A founding father of the communist movement in Nepal died on the morning of July 22. Burman Budhamagar died in a hospital in Kathmandu, a year after undergoing an operation for his colon cancer. One of the founders of the communist movement in Nepal back in 1950s, which would later coalesce into a broader nationwide Maoist movement, Budhamagar was noted for his principled and austere lifestyle, and was hence known as perhaps the only ‘true communist’ leader in the country.
In the words of the researcher of early Maoist movement in Nepal, Benoît Cailmail, “the leading and most charismatic figure of communism in the village of Thabang in Rolpa” in the early 1990s was also the “first of the villagers to fight against the local headmen’s authority and forms of abuse.”
Thabang, the cradle of Nepali Maoism, has been grief-stricken by the demise of 90-year-old Budhamgar from Thabang rural municipality in Rolpa district. Rishikesh Budhamgar “Sabin”, a relative of the dead ex-MP, expressed his shock. “People who have stayed true to their communist roots are dying while corrupt communists continue to rule the roost,” Sabin rues.

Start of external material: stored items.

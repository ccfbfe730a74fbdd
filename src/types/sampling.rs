//! Sampling data model (spec.md §4.5 "Sampling").

use serde::Deserialize;
use serde::Serialize;

use super::content::Content;
use super::prompts::PromptMessage;
use super::prompts::Role;

#[derive(Debug, Clone, PartialEq, Serialize, Deserialize)]
#[serde(rename_all = "camelCase")]
pub struct CreateMessageParams {
    pub messages: Vec<PromptMessage>,
    pub max_tokens: i64,
    #[serde(skip_serializing_if = "Option::is_none")]
    pub system_prompt: Option<String>,
    #[serde(skip_serializing_if = "Option::is_none")]
    pub temperature: Option<f64>,
    #[serde(skip_serializing_if = "Option::is_none")]
    pub stop_sequences: Option<Vec<String>>,
}

#[derive(Debug, Clone, PartialEq, Serialize, Deserialize)]
#[serde(rename_all = "camelCase")]
pub struct CreateMessageResult {
    pub role: Role,
    pub content: Content,
    pub model: String,
    #[serde(skip_serializing_if = "Option::is_none")]
    pub stop_reason: Option<String>,
}
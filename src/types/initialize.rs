//! Initialization handshake payloads (spec.md §4.4).

use serde::Deserialize;
use serde::Serialize;

use super::capabilities::ClientCapabilities;
use super::capabilities::ServerCapabilities;

/// The date-stamped protocol version this crate implements and verifies
/// exactly during the handshake.
pub const PROTOCOL_VERSION: &str = "2024-11-05";

#[derive(Debug, Clone, PartialEq, Serialize, Deserialize)]
pub struct Implementation {
    pub name: String,
    pub version: String,
}

#[derive(Debug, Clone, PartialEq, Serialize, Deserialize)]
#[serde(rename_all = "camelCase")]
pub struct InitializeParams {
    pub protocol_version: String,
    pub capabilities: ClientCapabilities,
    pub client_info: Implementation,
}

#[derive(Debug, Clone, PartialEq, Serialize, Deserialize)]
#[serde(rename_all = "camelCase")]
pub struct InitializeResult {
    pub protocol_version: String,
    pub capabilities: ServerCapabilities,
    pub server_info: Implementation,
}
//! The transport abstraction (spec.md §4.1).
//!
//! A transport delivers inbound frames to a [`crate::router::Router`] and
//! accepts outbound frames from the peer. Two concrete transports are
//! provided — [`stdio`] and [`sse`] — presenting the identical interface
//! below to the dispatch engine, the way `mcp_client.rs`'s stdio and SSE
//! constructors both reduce to the same `McpClient` shape.

pub mod sse;
pub mod stdio;

use async_trait::async_trait;
use tokio_util::sync::CancellationToken;

use crate::router::Router;
use crate::types::Message;

/// Cancellation context handed to handler invocations and honored by
/// `send_request` (spec.md §5).
pub type Cancellation = CancellationToken;

#[derive(Debug, thiserror::Error)]
pub enum TransportError {
    #[error("transport already started")]
    AlreadyStarted,

    #[error("transport is closed")]
    Closed,

    #[error("client message buffer full")]
    BufferFull,

    #[error(transparent)]
    Io(#[from] std::io::Error),

    #[error(transparent)]
    Other(#[from] anyhow::Error),
}

/// A transport's four operations (spec.md §4.1).
#[async_trait]
pub trait Transport: Send + Sync {
    /// Begin reading inbound bytes and delivering parsed frames to `router`.
    /// Returns immediately; frames arrive on a background task. Calling this
    /// twice returns [`TransportError::AlreadyStarted`].
    async fn start(
        &self,
        router: Router,
        cancellation: Cancellation,
    ) -> Result<(), TransportError>;

    /// Serialize and write one frame. Safe to call from many concurrent
    /// tasks; writes for distinct messages never interleave on the wire.
    async fn send(&self, message: Message) -> Result<(), TransportError>;

    /// Idempotent. Releases underlying I/O, closes the router, signals done.
    async fn close(&self);

    /// Resolves once the transport has closed, by remote disconnect or by
    /// a local `close()`.
    async fn done(&self);
}

/// A one-shot "closed" observable shared between a transport's background
/// tasks and its public handle. Mirrors the `done`/"closed" signal every
/// transport in the spec must expose.
#[derive(Clone)]
pub struct DoneSignal {
    token: CancellationToken,
}

impl Default for DoneSignal {
    fn default() -> Self {
        Self::new()
    }
}

impl DoneSignal {
    pub fn new() -> Self {
        DoneSignal {
            token: CancellationToken::new(),
        }
    }

    /// Idempotent: firing an already-fired signal is a no-op.
    pub fn fire(&self) {
        self.token.cancel();
    }

    pub fn is_done(&self) -> bool {
        self.token.is_cancelled()
    }

    pub async fn wait(&self) {
        self.token.cancelled().await;
    }
}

Budhamagar gets the credit for the birth of the communist movement in Thabang, which was already a Maoist stronghold when the then CPN (Maoist) started its armed rebellion in 1996. Even today, Thabang is considered a solid Maoist base area.
Budhamagar came into national limelight when he was elected an MP on behalf of the then ‘Janamorcha’ in the 1991 general election. He had a unique way of giving national recognition to his identity—he would go to the national parliament barefoot, clad in traditional Magar attire. One time, he was even stopped by the security guard in the parliament building for trying to enter barefoot. But that did not deter Budhamagar from dressing in his ‘attire of the people.’
Budhamagar’s political career formally began when he joined a farmers’ organization in Thabang in around 1957. Also around that time, he was active in the Maoist party led by Mohan Bikram Singh. Budhamagar, who was in contact with Singh during his imprisonment for subversive activities, had tried to avoid the ban on the party by opening a front that ostensibly served farmers. Later, Budhamagar also became the Pradhan Panch several times during the Panchayat period.
In the first general election of 1959, the people of Thabang had given all their votes to the radical communists, again largely thanks to Budhamagar’s influence in the area. Likewise, during the 1980 referendum, all the votes in Thabang were cast in favor of multi-party system. However, a year later, Budhamagar boycotted the national elections held under the Panchayat regime. For this ‘crime’, the national army even conducted a major operation in Thabang.
After the end of armed conflict on 20 March, 2006, Budhamagar remained close to communist politics, while working as an advisor to the mother Maoist party. Again thanks to Budhamgar’s influence, in the 2008 CA elections, 100 percent votes in Thabang went to the Maoist candidate Prachanda.
Owing to his tall political legacy, not only communist leaders, but also journalists and researchers who visited Thabang to understand its role in Nepal’s communist movement would not return without meeting Budhamagar.